**WORK TO COMPLETE:** Across all the records, filter for lines with the word "success" and copy them.
Segment Start: MATERIAL FOR THIS TASK
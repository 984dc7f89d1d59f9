//! Built-in writing workers.

pub mod content_writer;
pub mod creative_enhancer;
pub mod grammar_assistant;
pub mod quality_reviewer;
pub mod research_assistant;
pub mod structure_architect;
pub mod style_editor;
pub mod technical_writer;

pub use content_writer::ContentWriter;
pub use creative_enhancer::CreativeEnhancer;
pub use grammar_assistant::GrammarAssistant;
pub use quality_reviewer::QualityReviewer;
pub use research_assistant::ResearchAssistant;
pub use structure_architect::StructureArchitect;
pub use style_editor::StyleEditor;
pub use technical_writer::TechnicalWriter;

use scriptorium_contracts::{OutputKind, TaskInput};

/// The text a downstream worker should operate on: the most recent
/// upstream revision in breakdown order, otherwise the original request
/// content. Mirrors how the orchestrator folds the final content, so a
/// reviewer always sees the text the workflow would deliver.
pub(crate) fn working_text(input: &TaskInput) -> &str {
    input
        .upstream
        .iter()
        .rev()
        .find(|u| u.output_kind == OutputKind::Revision && !u.content.is_empty())
        .map(|u| u.content.as_str())
        .unwrap_or(&input.request_content)
}

/// Expected output size in words: an explicit "N-word"/"N words" request
/// wins, otherwise the lower bound typical for the content type.
pub(crate) fn expected_words(input: &TaskInput) -> usize {
    let text = input.description.to_lowercase();
    let mut tokens = text
        .split(|c: char| c.is_whitespace() || c == '-')
        .peekable();
    while let Some(token) = tokens.next() {
        if let Ok(n) = token.replace(',', "").parse::<usize>() {
            if tokens.peek().is_some_and(|next| next.starts_with("word")) {
                return n.clamp(10, 20_000);
            }
        }
    }
    use scriptorium_contracts::ContentType::*;
    match input.content_type {
        Article => 800,
        BlogPost => 500,
        AcademicPaper => 3_000,
        BusinessDocument => 500,
        CreativeWriting => 1_000,
        TechnicalDocumentation => 1_000,
        LegalDocument => 1_000,
        MedicalDocument => 1_000,
        Email => 50,
        SocialMedia => 10,
    }
}

/// Shared prompt preamble: audience and voice handling.
pub(crate) fn audience_clause(input: &TaskInput) -> String {
    let mut clause = format!("Content type: {}.", input.content_type.as_str());
    if let Some(audience) = &input.audience {
        clause.push_str(&format!(" Audience: {audience}."));
    }
    if input.preserve_voice {
        clause.push_str(" Preserve the author's existing voice.");
    }
    clause
}
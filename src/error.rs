//! Error types for the zdesk client.
//!
//! This module defines `ZdeskError`, the unified error type used throughout
//! the crate for consistent error handling and propagation.
//!
//! # Propagation policy
//!
//! Every error surfaces synchronously to the immediate caller of the
//! operation that produced it. The library never swallows, logs, or retries
//! an error on its own; in particular HTTP 4xx/5xx responses are returned
//! as [`ZdeskError::RequestFailed`] with the raw body intact so callers can
//! interpret the service's answer themselves (a 404 "not found" versus a
//! 422 "validation error", say).

use reqwest::StatusCode;
use thiserror::Error;

/// Unified error type for all zdesk operations.
///
/// Each variant provides specific context about the failure. Variants map
/// one-to-one onto the stages of request dispatch: resolving the operation,
/// binding its path parameters, performing the transport exchange, and
/// interpreting the response.
#[derive(Error, Debug)]
pub enum ZdeskError {
    /// Configuration error - missing or invalid construction values.
    #[error("configuration error: {0}")]
    Config(String),

    /// The requested operation name is not in the endpoint registry.
    #[error("unknown operation: {name}")]
    UnknownOperation {
        /// The operation name that failed to resolve.
        name: String,
    },

    /// A path template placeholder had no matching request parameter.
    #[error("operation {operation} requires path parameter {placeholder}")]
    MissingParameter {
        /// The operation whose template could not be rendered.
        operation: String,
        /// The placeholder left unresolved.
        placeholder: String,
    },

    /// HTTP client initialization failed.
    #[error("HTTP client error: {0}")]
    HttpClient(#[source] reqwest::Error),

    /// The transport failed before a response was obtained (DNS, connect,
    /// TLS, timeout).
    #[error("transport error: {0}")]
    Transport(#[source] reqwest::Error),

    /// The service answered with a status other than the operation's
    /// documented success status.
    #[error("request failed with HTTP {status}: {body}")]
    RequestFailed {
        /// The HTTP status code returned.
        status: StatusCode,
        /// The raw response body, unmodified for caller inspection.
        body: String,
    },

    /// JSON serialization or deserialization failed.
    #[error("JSON serialization error: {0}")]
    Serialization(#[from] serde_json::Error),
}

impl ZdeskError {
    /// Creates a configuration error for a missing environment variable.
    pub fn missing_env(var_name: &str) -> Self {
        ZdeskError::Config(format!(
            "missing required environment variable: {}",
            var_name
        ))
    }

    /// Creates a configuration error for an invalid value.
    pub fn invalid_config(message: impl Into<String>) -> Self {
        ZdeskError::Config(message.into())
    }

    /// Creates an error for an operation name absent from the registry.
    pub fn unknown_operation(name: impl Into<String>) -> Self {
        ZdeskError::UnknownOperation { name: name.into() }
    }

    /// Creates an error for an unresolved path placeholder.
    pub fn missing_parameter(
        operation: impl Into<String>,
        placeholder: impl Into<String>,
    ) -> Self {
        ZdeskError::MissingParameter {
            operation: operation.into(),
            placeholder: placeholder.into(),
        }
    }

    /// Returns the HTTP status the service answered with, if this error
    /// carries one.
    #[must_use]
    pub fn status(&self) -> Option<StatusCode> {
        match self {
            ZdeskError::RequestFailed { status, .. } => Some(*status),
            _ => None,
        }
    }

    /// Returns true if the service answered 404 for the requested resource.
    #[must_use]
    pub fn is_not_found(&self) -> bool {
        self.status() == Some(StatusCode::NOT_FOUND)
    }
}

#[cfg(test)]
mod tests {
    use super::*;

    #[test]
    fn test_missing_env_error() {
        let err = ZdeskError::missing_env("ZENDESK_URL");
        assert!(err.to_string().contains("ZENDESK_URL"));
        assert!(err.to_string().contains("missing"));
    }

    #[test]
    fn test_unknown_operation_error() {
        let err = ZdeskError::unknown_operation("frobnicate_ticket");
        assert_eq!(err.to_string(), "unknown operation: frobnicate_ticket");
    }

    #[test]
    fn test_missing_parameter_error() {
        let err = ZdeskError::missing_parameter("show_ticket", "id");
        let msg = err.to_string();
        assert!(msg.contains("show_ticket"));
        assert!(msg.contains("id"));
    }

    #[test]
    fn test_request_failed_display() {
        let err = ZdeskError::RequestFailed {
            status: StatusCode::UNPROCESSABLE_ENTITY,
            body: r#"{"error":"RecordInvalid"}"#.to_string(),
        };
        let msg = err.to_string();
        assert!(msg.contains("422"));
        assert!(msg.contains("RecordInvalid"));
    }

    #[test]
    fn test_status_accessor() {
        let err = ZdeskError::RequestFailed {
            status: StatusCode::NOT_FOUND,
            body: String::new(),
        };
        assert_eq!(err.status(), Some(StatusCode::NOT_FOUND));
        assert!(err.is_not_found());
    }

    #[test]
    fn test_status_accessor_none_for_config() {
        let err = ZdeskError::invalid_config("bad base URL");
        assert_eq!(err.status(), None);
        assert!(!err.is_not_found());
    }
}
//! Authentication credentials for the Zendesk API.
//!
//! Zendesk authenticates every request with HTTP Basic auth. Two schemes
//! exist: the account password as-is, or an API token sent with the
//! `{email}/token` username convention. Exactly one scheme is active per
//! client instance, chosen at construction time.
//!
//! # Security
//!
//! Secrets are held in memory only. `Credentials` deliberately does not
//! derive `Debug` so a password or token can never leak through formatting.

use reqwest::RequestBuilder;

/// Authentication credentials, fixed for the lifetime of a client.
#[derive(Clone)]
pub enum Credentials {
    /// HTTP Basic auth with the account email and password.
    Basic {
        /// Account email, used as the Basic auth username.
        email: String,
        /// Account password.
        /// SECURITY: never log this value!
        password: String,
    },

    /// HTTP Basic auth with an API token. The username becomes
    /// `{email}/token` per the Zendesk convention, the token is the password.
    Token {
        /// Account email the token belongs to.
        email: String,
        /// API token.
        /// SECURITY: never log this value!
        token: String,
    },
}

impl Credentials {
    /// Creates password-based credentials.
    pub fn basic(email: impl Into<String>, password: impl Into<String>) -> Self {
        Credentials::Basic {
            email: email.into(),
            password: password.into(),
        }
    }

    /// Creates API-token credentials.
    pub fn token(email: impl Into<String>, token: impl Into<String>) -> Self {
        Credentials::Token {
            email: email.into(),
            token: token.into(),
        }
    }

    /// Returns the account email these credentials belong to.
    ///
    /// `Credentials` has no `Debug` representation, so this is the one
    /// piece a caller can surface in diagnostics; the secret itself has no
    /// accessor.
    pub fn email(&self) -> &str {
        match self {
            Credentials::Basic { email, .. } => email,
            Credentials::Token { email, .. } => email,
        }
    }

    /// Returns the Basic auth username for the active scheme.
    ///
    /// Token credentials append the `/token` suffix, which is what makes
    /// the two schemes produce different `Authorization` header values for
    /// the same account.
    pub fn username(&self) -> String {
        match self {
            Credentials::Basic { .. } => self.email().to_string(),
            Credentials::Token { .. } => format!("{}/token", self.email()),
        }
    }

    /// Attaches these credentials to an outgoing request.
    pub(crate) fn apply(&self, request: RequestBuilder) -> RequestBuilder {
        let secret = match self {
            Credentials::Basic { password, .. } => password,
            Credentials::Token { token, .. } => token,
        };
        request.basic_auth(self.username(), Some(secret))
    }
}

#[cfg(test)]
mod tests {
    use super::*;
    use reqwest::header::AUTHORIZATION;
    use reqwest::Client;

    /// Builds a request with the given credentials applied and returns the
    /// Authorization header value. No network traffic is involved.
    fn authorization_for(credentials: &Credentials) -> String {
        let request = credentials
            .apply(Client::new().get("http://localhost/test"))
            .build()
            .unwrap();
        request
            .headers()
            .get(AUTHORIZATION)
            .unwrap()
            .to_str()
            .unwrap()
            .to_string()
    }

    #[test]
    fn test_username_basic() {
        let credentials = Credentials::basic("agent@example.com", "hunter2");
        assert_eq!(credentials.username(), "agent@example.com");
    }

    #[test]
    fn test_username_token_appends_suffix() {
        let credentials = Credentials::token("agent@example.com", "abc123");
        assert_eq!(credentials.username(), "agent@example.com/token");
    }

    #[test]
    fn test_email_accessor() {
        let basic = Credentials::basic("a@example.com", "pw");
        let token = Credentials::token("b@example.com", "tok");
        assert_eq!(basic.email(), "a@example.com");
        assert_eq!(token.email(), "b@example.com");
    }

    #[test]
    fn test_apply_sets_basic_authorization() {
        let auth = authorization_for(&Credentials::basic("agent@example.com", "hunter2"));
        assert!(auth.starts_with("Basic "));
    }

    #[test]
    fn test_schemes_produce_different_headers() {
        let basic = authorization_for(&Credentials::basic("agent@example.com", "secret"));
        let token = authorization_for(&Credentials::token("agent@example.com", "secret"));
        assert_ne!(basic, token);
    }
}
//! # zdesk
//!
//! zdesk is a Rust client for the Zendesk helpdesk REST API.
//!
//! Method calls map one-to-one onto HTTP requests: every operation the API
//! offers is described by an entry in a static endpoint registry, and a
//! single dispatch routine turns that entry plus caller parameters into an
//! authenticated request and a classified response.
//!
//! ## Features
//!
//! - **Endpoint registry**: every supported operation declared as data
//!   (name, HTTP method, path template, documented success status)
//! - **Single dispatch path**: URL templating, credential attachment, and
//!   status classification happen in one place
//! - **Authentication**: HTTP Basic with an account password or an API token
//! - **Generic responses**: decoded JSON documents rather than per-resource
//!   model types that would have to track the API
//! - **Security**: credentials are never logged
//!
//! ## Architecture
//!
//! The crate is organized into several modules:
//!
//! - [`auth`] - Credential schemes and `Authorization` header attachment
//! - [`client`] - Request dispatcher and per-resource convenience methods
//! - [`config`] - Configuration, built by hand or from environment variables
//! - [`endpoints`] - The static operation registry and path templates
//! - [`error`] - Error types for dispatch, transport, and classification
//!
//! ## Configuration
//!
//! [`Config::from_env`](config::Config::from_env) reads:
//!
//! - `ZENDESK_URL`: Base URL of the Zendesk instance
//! - `ZENDESK_EMAIL`: Account email for authentication
//! - `ZENDESK_TOKEN` or `ZENDESK_PASSWORD`: exactly one of the two
//!
//! Optional:
//! - `ZENDESK_API_VERSION`: `1` or `2` (defaults to `2`)
//!
//! ## Security Considerations
//!
//! Credentials are stored only in memory and are:
//! - Never logged at any log level
//! - Not carried by any error variant
//!
//! ## Example
//!
//! Using the [`ZdeskClient`](client::ZdeskClient) directly:
//!
//! ```ignore
//! use zdesk::client::{CollectionParams, ZdeskClient};
//! use zdesk::config::Config;
//!
//! async fn example() -> Result<(), zdesk::error::ZdeskError> {
//!     let config = Config::from_env()?;
//!     let client = ZdeskClient::new(&config)?;
//!
//!     // First page of tickets, newest first
//!     let options = CollectionParams::new()
//!         .with_per_page(25)
//!         .with_sort_order("desc");
//!
//!     let tickets = client.list_tickets(options).await?;
//!     if let Some(doc) = tickets.json() {
//!         println!("{}", doc["tickets"]);
//!     }
//!
//!     Ok(())
//! }
//! ```

#![warn(missing_docs)]
#![warn(rustdoc::missing_crate_level_docs)]

pub mod auth;
pub mod client;
pub mod config;
pub mod endpoints;
pub mod error;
Segment End: MATERIAL FOR THIS TASK
**ANSWER SECTION:**
    /// documented success status.
//!   (name, HTTP method, path template, documented success status)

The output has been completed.